Northern blot analysis of HY5 mRNA. An aliquot of the total RNA (10 μg/lane) was subjected to agarose gel electrophoresis, transferred to nylon membranes, and hybridized with the probe of HY5 cDNA, as described in Materials and Methods. The same membranes were subsequently hybridized with the probe of the αTUBULIN (αTUB) coding region of Arabidopsis (Kopczak et al. 1992). rRNA was detected by staining gels with ethidium bromide. (A) Total RNA was extracted from roots of plants at 30 DAG grown in a liquid medium. (B) The total RNA was extracted from root, hypocotyl, and cotyledon tissues isolated from light-grown seedlings of wild-type (Ler) at 3 DAG on agar plates supplemented with sucrose.
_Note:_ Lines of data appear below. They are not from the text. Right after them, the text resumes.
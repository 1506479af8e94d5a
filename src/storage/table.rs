//! Key-value table store.
//!
//! [`TableStore`] is the seam between the loader and whatever holds the
//! data: a table addressable by name, supporting item upsert by primary key
//! and batched writes with a provider-defined maximum batch size. The
//! loader treats it as an opaque capability exposing
//! `put_batch(items) -> {accepted, rejected}`.
//!
//! [`SqliteTableStore`] is the provided implementation. It is constructed
//! once per run with a frozen table name and schema; the DDL and upsert SQL
//! are precomputed at construction so the write path has no per-item string
//! building.

use std::sync::Arc;

use async_trait::async_trait;
use sqlx::SqlitePool;

use crate::error_handling::{LoadError, StoreError};
use crate::schema::{is_valid_identifier, Record, Schema};

/// Result of one batched write.
#[derive(Debug, Default)]
pub struct PutBatchOutcome {
    /// Primary-key values of items the store accepted.
    pub accepted: Vec<String>,
    /// Items the store rejected, with the rejection reason.
    pub rejected: Vec<RejectedItem>,
}

/// One item the store refused to write.
#[derive(Debug)]
pub struct RejectedItem {
    /// Primary-key value of the rejected item.
    pub key: String,
    /// Store-reported reason.
    pub reason: String,
}

/// A key-value table that accepts batched upserts.
#[async_trait]
pub trait TableStore: Send + Sync {
    /// The table this store writes into.
    fn name(&self) -> &str;

    /// Provider-defined maximum number of items per batch. Larger windows
    /// are split by the batch writer before reaching the store.
    fn max_batch_items(&self) -> usize;

    /// Writes `items`, upserting by primary key.
    ///
    /// Item-level rejections are reported in the outcome; the run
    /// continues.
    ///
    /// # Errors
    ///
    /// Returns [`LoadError::StoreUnavailable`] only when the store itself
    /// is unreachable, which aborts the run.
    async fn put_batch(&self, items: &[Record]) -> Result<PutBatchOutcome, LoadError>;
}

/// SQLite-backed [`TableStore`].
///
/// The target table is created on first use: one TEXT column per schema
/// field, primary key on the configured field. Upserts use
/// `ON CONFLICT ... DO UPDATE` so re-loading an input replaces rows
/// instead of duplicating them.
pub struct SqliteTableStore {
    pool: Arc<SqlitePool>,
    table: String,
    upsert_sql: String,
}

impl SqliteTableStore {
    /// Per-batch item cap for this store.
    ///
    /// SQLite has no batch-write API of its own; this cap bounds how long a
    /// single flush can hold the write path per chunk.
    pub const MAX_BATCH_ITEMS: usize = 100;

    /// Creates the store, validating identifiers and creating the target
    /// table if it does not exist.
    ///
    /// # Errors
    ///
    /// Returns [`StoreError::InvalidTableName`] for an unusable table name,
    /// or [`StoreError::SqlError`] if the DDL fails. Schema field names are
    /// validated by [`Schema::new`] before this point.
    pub async fn open(
        pool: Arc<SqlitePool>,
        table: &str,
        schema: &Schema,
    ) -> Result<Self, StoreError> {
        if !is_valid_identifier(table) {
            return Err(StoreError::InvalidTableName(table.to_string()));
        }

        sqlx::query(&build_create_table_sql(table, schema))
            .execute(pool.as_ref())
            .await?;

        Ok(SqliteTableStore {
            pool,
            table: table.to_string(),
            upsert_sql: build_upsert_sql(table, schema),
        })
    }
}

#[async_trait]
impl TableStore for SqliteTableStore {
    fn name(&self) -> &str {
        &self.table
    }

    fn max_batch_items(&self) -> usize {
        Self::MAX_BATCH_ITEMS
    }

    async fn put_batch(&self, items: &[Record]) -> Result<PutBatchOutcome, LoadError> {
        let mut outcome = PutBatchOutcome::default();
        for item in items {
            let mut query = sqlx::query(&self.upsert_sql);
            for value in &item.values {
                query = query.bind(value.as_str());
            }
            match query.execute(self.pool.as_ref()).await {
                Ok(_) => outcome.accepted.push(item.key.clone()),
                Err(e) if is_connection_error(&e) => {
                    return Err(LoadError::StoreUnavailable {
                        attempts: 1,
                        source: StoreError::SqlError(e),
                    });
                }
                Err(e) => {
                    log::warn!("Store rejected item {:?}: {e}", item.key);
                    outcome.rejected.push(RejectedItem {
                        key: item.key.clone(),
                        reason: e.to_string(),
                    });
                }
            }
        }
        Ok(outcome)
    }
}

/// True for errors that mean the store itself is gone, as opposed to the
/// store refusing one item.
fn is_connection_error(e: &sqlx::Error) -> bool {
    matches!(
        e,
        sqlx::Error::PoolClosed
            | sqlx::Error::PoolTimedOut
            | sqlx::Error::Io(_)
            | sqlx::Error::Tls(_)
    )
}

/// `CREATE TABLE IF NOT EXISTS` for the target table.
///
/// Identifiers are interpolated, never bound, so both the table name and
/// the schema fields have been validated as identifiers before this runs.
fn build_create_table_sql(table: &str, schema: &Schema) -> String {
    let columns: Vec<String> = schema
        .fields()
        .iter()
        .map(|f| format!("\"{f}\" TEXT NOT NULL"))
        .collect();
    format!(
        "CREATE TABLE IF NOT EXISTS \"{table}\" ({}, PRIMARY KEY (\"{}\"))",
        columns.join(", "),
        schema.primary_key()
    )
}

/// Upsert statement with one placeholder per schema field.
fn build_upsert_sql(table: &str, schema: &Schema) -> String {
    let columns: Vec<String> = schema.fields().iter().map(|f| format!("\"{f}\"")).collect();
    let placeholders: Vec<&str> = schema.fields().iter().map(|_| "?").collect();
    let updates: Vec<String> = schema
        .fields()
        .iter()
        .filter(|f| f.as_str() != schema.primary_key())
        .map(|f| format!("\"{f}\"=excluded.\"{f}\""))
        .collect();
    // A schema consisting of only the key has nothing to update on conflict
    let conflict_action = if updates.is_empty() {
        "DO NOTHING".to_string()
    } else {
        format!("DO UPDATE SET {}", updates.join(", "))
    };
    format!(
        "INSERT INTO \"{table}\" ({}) VALUES ({}) ON CONFLICT(\"{}\") {}",
        columns.join(", "),
        placeholders.join(", "),
        schema.primary_key(),
        conflict_action
    )
}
Leaf, stem, and floral organs were isolated from mature wild-type plants grown in soil. Samples of the floral organs contained different tissues of the inflorescent meristem, floral buds, and mature flowers. (C) Total RNA was extracted from light- and dark-grown seedlings of wild-type Ler ecotype and the cop1-6 mutant or from light-grown seedlings of the hy2 and the hy4 mutants. All seedlings were grown on agar plates supplemented with sucrose for 3 days. (D) Total RNA was extracted from roots of plants at 30 DAG of each genotype grown in a liquid medium.

Figure 5

Subcellular localization of the HY5 protein. Protoplasts were prepared from roots of seedlings at 7 DAG grown on agar plates supplemented with sucrose in the light. The top and bottom panels show the wild-type Ws ecotype and hy5-Ks50, respectively. The left and right panels show DAPI staining of the nuclei and Texas Red imaging of the same cells detected with anti-HY5 antiserum, respectively. Scale bar, 10 μm.